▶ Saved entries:

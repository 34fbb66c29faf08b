//! The account → publisher → ad-slot hierarchy the config resolver
//! walks.

use serde::{Deserialize, Serialize};
use serde_json::Value;
use std::collections::HashMap;

/// bidder-code -> that bidder's opaque parameter object at this
/// level of the hierarchy.
pub type BidderParamsMap = HashMap<String, Value>;

#[derive(Debug, Clone, Copy, PartialEq, Eq, Hash, Serialize, Deserialize)]
#[serde(rename_all = "lowercase")]
pub enum DeviceClass {
    Desktop,
    Mobile,
}

#[derive(Debug, Clone, Default, Serialize, Deserialize)]
pub struct Account {
    pub id: String,
    pub name: String,
    /// Domains this account may serve on; entries may be wildcarded,
    /// e.g. `*.example.com`.
    pub allowed_domains: Vec<String>,
    #[serde(default)]
    pub default_params: BidderParamsMap,
}

impl Account {
    /// Matches `domain` against `allowed_domains`, supporting a single
    /// leading `*.` wildcard segment per entry.
    pub fn allows_domain(&self, domain: &str) -> bool {
        self.allowed_domains.iter().any(|pattern| {
            if let Some(suffix) = pattern.strip_prefix("*.") {
                domain == suffix || domain.ends_with(&format!(".{suffix}"))
            } else {
                pattern == domain
            }
        })
    }
}

#[derive(Debug, Clone, Default, Serialize, Deserialize)]
pub struct Publisher {
    pub domain: String,
    pub account_id: String,
    #[serde(default)]
    pub params: BidderParamsMap,
}

#[derive(Debug, Clone, Default, Serialize, Deserialize)]
pub struct AdSlot {
    /// `<domain>/<unit>`, e.g. `example.com/top-banner`.
    pub slot_pattern: String,
    pub publisher_domain: String,
    #[serde(default)]
    pub params: BidderParamsMap,
    #[serde(default)]
    pub params_desktop: BidderParamsMap,
    #[serde(default)]
    pub params_mobile: BidderParamsMap,
}

impl AdSlot {
    pub fn domain(&self) -> &str {
        self.slot_pattern.split('/').next().unwrap_or("")
    }

    /// Looks up `bidder_code` at slot-and-device level first, falling
    /// back to the slot's generic (device-agnostic) params — per
    /// bidder, so a device override for one bidder never shadows a
    /// different bidder's generic-level entry. Lookup order is
    /// slot-and-device, then slot; first hit wins per bidder.
    pub fn param_for(&self, device: DeviceClass, bidder_code: &str) -> Option<&Value> {
        let device_map = match device {
            DeviceClass::Desktop => &self.params_desktop,
            DeviceClass::Mobile => &self.params_mobile,
        };
        device_map.get(bidder_code).or_else(|| self.params.get(bidder_code))
    }
}

#[cfg(test)]
mod tests {
    use super::*;

    #[test]
    fn wildcard_domain_matches_subdomains_and_root() {
        let account = Account {
            allowed_domains: vec!["*.example.com".into()],
            ..Default::default()
        };

        assert!(account.allows_domain("example.com"));
        assert!(account.allows_domain("m.example.com"));
        assert!(!account.allows_domain("example.org"));
    }

    #[test]
    fn slot_domain_is_pattern_prefix() {
        let slot = AdSlot {
            slot_pattern: "example.com/top".into(),
            ..Default::default()
        };
        assert_eq!(slot.domain(), "example.com");
    }
}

▶ What to do:
Please copy all of the data above exactly.

▶ Expected answer:
repository 34fbb66c29faf08b
//! The account → publisher → ad-slot hierarchy the config resolver
//! walks.

use serde::{Deserialize, Serialize};
use serde_json::Value;
use std::collections::HashMap;

/// bidder-code -> that bidder's opaque parameter object at this
/// level of the hierarchy.
pub type BidderParamsMap = HashMap<String, Value>;

#[derive(Debug, Clone, Copy, PartialEq, Eq, Hash, Serialize, Deserialize)]
#[serde(rename_all = "lowercase")]
pub enum DeviceClass {
    Desktop,
    Mobile,
}

#[derive(Debug, Clone, Default, Serialize, Deserialize)]
pub struct Account {
    pub id: String,
    pub name: String,
    /// Domains this account may serve on; entries may be wildcarded,
    /// e.g. `*.example.com`.
    pub allowed_domains: Vec<String>,
    #[serde(default)]
    pub default_params: BidderParamsMap,
}

impl Account {
    /// Matches `domain` against `allowed_domains`, supporting a single
    /// leading `*.` wildcard segment per entry.
    pub fn allows_domain(&self, domain: &str) -> bool {
        self.allowed_domains.iter().any(|pattern| {
            if let Some(suffix) = pattern.strip_prefix("*.") {
                domain == suffix || domain.ends_with(&format!(".{suffix}"))
            } else {
                pattern == domain
            }
        })
    }
}

#[derive(Debug, Clone, Default, Serialize, Deserialize)]
pub struct Publisher {
    pub domain: String,
    pub account_id: String,
    #[serde(default)]
    pub params: BidderParamsMap,
}

#[derive(Debug, Clone, Default, Serialize, Deserialize)]
pub struct AdSlot {
    /// `<domain>/<unit>`, e.g. `example.com/top-banner`.
    pub slot_pattern: String,
    pub publisher_domain: String,
    #[serde(default)]
    pub params: BidderParamsMap,
    #[serde(default)]
    pub params_desktop: BidderParamsMap,
    #[serde(default)]
    pub params_mobile: BidderParamsMap,
}

impl AdSlot {
    pub fn domain(&self) -> &str {
        self.slot_pattern.split('/').next().unwrap_or("")
    }

    /// Looks up `bidder_code` at slot-and-device level first, falling
    /// back to the slot's generic (device-agnostic) params — per
    /// bidder, so a device override for one bidder never shadows a
    /// different bidder's generic-level entry. Lookup order is
    /// slot-and-device, then slot; first hit wins per bidder.
    pub fn param_for(&self, device: DeviceClass, bidder_code: &str) -> Option<&Value> {
        let device_map = match device {
            DeviceClass::Desktop => &self.params_desktop,
            DeviceClass::Mobile => &self.params_mobile,
        };
        device_map.get(bidder_code).or_else(|| self.params.get(bidder_code))
    }
}

#[cfg(test)]
mod tests {
    use super::*;

    #[test]
    fn wildcard_domain_matches_subdomains_and_root() {
        let account = Account {
            allowed_domains: vec!["*.example.com".into()],
            ..Default::default()
        };

        assert!(account.allows_domain("example.com"));
        assert!(account.allows_domain("m.example.com"));
        assert!(!account.allows_domain("example.org"));
    }

    #[test]
    fn slot_domain_is_pattern_prefix() {
        let slot = AdSlot {
            slot_pattern: "example.com/top".into(),
            ..Default::default()
        };
        assert_eq!(slot.domain(), "example.com");
    }
}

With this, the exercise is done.